Amerius la regarda comme si elle venait de lui donner la réponse à une énigme longtemps irrésolue.

– Je suis même contente de le connaître. Et j’ai donné le mien en échange. Il me semble que ça compte non ? On ne fait pas ça en guise de premières salutations.

Il se passa une main sur le visage. Rosalie se rapprocha, jusqu’à ce que seule une poignée de centimètres les séparent. Elle leva le visage vers lui, vers ses yeux couleur d’écorce nappée de sève, où venaient se mêler des nuances de feuilles mortes.

– Tu as raison, fit-il.

Il posa une main sur sa nuque et mêla ses lèvres aux siennes. Rosalie lui rendit son baiser et posa une main sur son cou pour l’amener encore plus près d’elle.

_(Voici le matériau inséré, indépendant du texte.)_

#[derive(Debug, Copy, Clone, PartialEq, Eq)]
pub struct Colour {
    pub r: u8,
    pub g: u8,
    pub b: u8,
}

impl Colour {
    pub const TEAL: Self = Self { r: 0, g: 255, b: 204 };
}

impl Default for Colour {
    fn default() -> Self {
        Self::TEAL
    }
}
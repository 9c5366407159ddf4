//! Connection bring-up and data routing across all registered backends.
//!
//! Every backend gets exactly one [`AuthManager`] and one [`BackendClient`].
//! Bring-up runs for all backends concurrently; each backend's work runs
//! under its own cancellation token so cancelling one never disturbs the
//! others. Connection state is only ever written through `set_state`.

use futures::future::join_all;
use serde::Serialize;
use std::collections::BTreeMap;
use std::fmt;
use std::future::Future;
use std::sync::atomic::{AtomicBool, Ordering};
use std::sync::{Arc, Mutex, PoisonError, RwLock};
use std::time::Duration;
use thiserror::Error;
use tokio::sync::broadcast;
use tokio_util::sync::CancellationToken;

use crate::auth::{AuthError, AuthManager};
use crate::backends::http::RetryPolicy;
use crate::backends::{ApiError, BackendClient, BackendId, DataSourceDescriptor, Filter, Table};
use crate::config::ConnectionConfig;
use crate::credential_store::{unix_now, Credential};

const EVENT_CAPACITY: usize = 64;

#[derive(Error, Debug)]
pub enum CoordinatorError {
    #[error("{0} is registered twice")]
    DuplicateBackend(BackendId),
    #[error("Auth manager for {auth} cannot be paired with a {client} client")]
    BackendMismatch { auth: BackendId, client: BackendId },
    #[error("{0} is not configured")]
    NotRegistered(BackendId),
    #[error(transparent)]
    Auth(#[from] AuthError),
    #[error(transparent)]
    Api(#[from] ApiError),
}

#[derive(Debug, Clone, Copy, PartialEq, Eq, Serialize)]
#[serde(rename_all = "camelCase")]
pub enum ConnectionStatus {
    Disconnected,
    Connecting,
    Connected,
    AuthRequired,
    Failed,
}

impl fmt::Display for ConnectionStatus {
    fn fmt(&self, f: &mut fmt::Formatter<'_>) -> fmt::Result {
        let label = match self {
            ConnectionStatus::Disconnected => "disconnected",
            ConnectionStatus::Connecting => "connecting",
            ConnectionStatus::Connected => "connected",
            ConnectionStatus::AuthRequired => "sign-in required",
            ConnectionStatus::Failed => "failed",
        };
        f.write_str(label)
    }
}

/// Snapshot of one backend's connection, as shown to the user
#[derive(Debug, Clone, PartialEq, Eq, Serialize)]
#[serde(rename_all = "camelCase")]
pub struct ConnectionState {
    pub backend: BackendId,
    pub status: ConnectionStatus,
    pub last_error: Option<String>,
    /// When the session was last confirmed against the server (unix seconds)
    pub last_checked_at: Option<u64>,
}

impl ConnectionState {
    fn new(backend: BackendId) -> Self {
        Self {
            backend,
            status: ConnectionStatus::Disconnected,
            last_error: None,
            last_checked_at: None,
        }
    }
}

/// Step of a bring-up, reported through [`ProgressEvent`]
#[derive(Debug, Clone, Copy, PartialEq, Eq, Serialize)]
#[serde(rename_all = "camelCase")]
pub enum Phase {
    Connecting,
    Confirming,
    Refreshing,
    AuthRequired,
    Authorizing,
    LoadingSources,
    Connected,
    Failed,
    Cancelled,
}

#[derive(Debug, Clone, Serialize)]
#[serde(rename_all = "camelCase")]
pub struct ProgressEvent {
    pub backend: BackendId,
    pub phase: Phase,
    pub message: String,
    pub at: u64,
}

#[derive(Debug, Clone, Copy)]
pub struct CoordinatorSettings {
    /// Re-confirm a connected backend once its last check is this old
    pub stale_after: Duration,
    pub retry: RetryPolicy,
}

impl Default for CoordinatorSettings {
    fn default() -> Self {
        Self {
            stale_after: Duration::from_secs(300),
            retry: RetryPolicy::default(),
        }
    }
}

impl CoordinatorSettings {
    pub fn from_config(connection: &ConnectionConfig) -> Self {
        Self {
            stale_after: connection.stale_after(),
            retry: RetryPolicy {
                max_retries: connection.max_retries,
                base_delay: connection.retry_base_delay(),
            },
        }
    }
}

/// How far a bring-up may go to obtain a credential
#[derive(Debug, Clone, Copy, PartialEq, Eq)]
enum Renewal {
    SilentOnly,
    AllowInteractive,
    /// Skip the saved session and sign in again
    ForceInteractive,
}

/// Why a bring-up stopped short of Connected
#[derive(Debug)]
enum Halt {
    AuthRequired(String),
    Failed(ApiError),
    Cancelled,
}

struct Backend {
    auth: Arc<AuthManager>,
    client: Arc<dyn BackendClient>,
    cancel: Mutex<CancellationToken>,
    sources: RwLock<Option<Vec<DataSourceDescriptor>>>,
    /// The last data call was refused and no renewal has been confirmed since
    auth_error_pending: AtomicBool,
}

impl Backend {
    fn id(&self) -> BackendId {
        self.auth.backend()
    }

    fn current_token(&self) -> CancellationToken {
        self.cancel
            .lock()
            .unwrap_or_else(PoisonError::into_inner)
            .clone()
    }

    fn cached_sources(&self) -> Option<Vec<DataSourceDescriptor>> {
        self.sources
            .read()
            .unwrap_or_else(PoisonError::into_inner)
            .clone()
    }

    fn set_sources(&self, sources: Option<Vec<DataSourceDescriptor>>) {
        *self.sources.write().unwrap_or_else(PoisonError::into_inner) = sources;
    }

    /// Map a failed call onto how the bring-up ends
    fn halt(&self, error: ApiError) -> Halt {
        match error {
            ApiError::Auth(msg) => {
                self.auth.invalidate();
                Halt::AuthRequired(msg)
            }
            ApiError::UserCancelled => Halt::Cancelled,
            other => Halt::Failed(other),
        }
    }
}

pub struct CoordinatorBuilder {
    settings: CoordinatorSettings,
    root: CancellationToken,
    backends: BTreeMap<BackendId, Backend>,
}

Se débarrasser de ce vous, de cette barrière ridicule, avait été l’aboutissement de ce qu’ils avaient enduré. Rosalie songea que leur histoire serait peut-être née sans cela, que leurs épreuves récentes n’avaient été qu’un raccourci, pas une cause.

Un bruit sourd sur sa gauche lui indiqua d’Amerius avait laissé tomber sa canne au sol. Son bras libre vint lui enserrer les reins, tandis que l’autre descendait lentement jusqu’à ses omoplates.

Rosalie glissa une main sur le torse d’Amerius et remonta sous les épaules, là où s’ouvrait son manteau. Elle repoussa l’étoffe, jusqu’à la faire pendre, et il vint en aide en la retirant lui-même, en même temps que ses gants et son chapeau. La jeune femme l’imita, se débarrassant également de son écharpe.

Leurs lèvres se retrouvèrent, mais Rosalie ne se contenterait pas de ça et elle savait qu’Amerius partageait cette envie. Il fit le premier pas, en menant ses mains là où ils le désiraient tous les deux. La respiration de la jeune femme devint plus courte.

– Il faut fermer la porte… parvint-elle à dire.

Amerius ferma le loquet, pendant que Rosalie libérait ses cheveux.

Cet après-midi, la pièce abandonnée retrouva davantage de vie qu’elle n’en avait jamais eu.

Rosalie et Amerius se laissèrent aller, jusqu’à en avoir assez, jusqu’à en vouloir bien plus à l’avenir.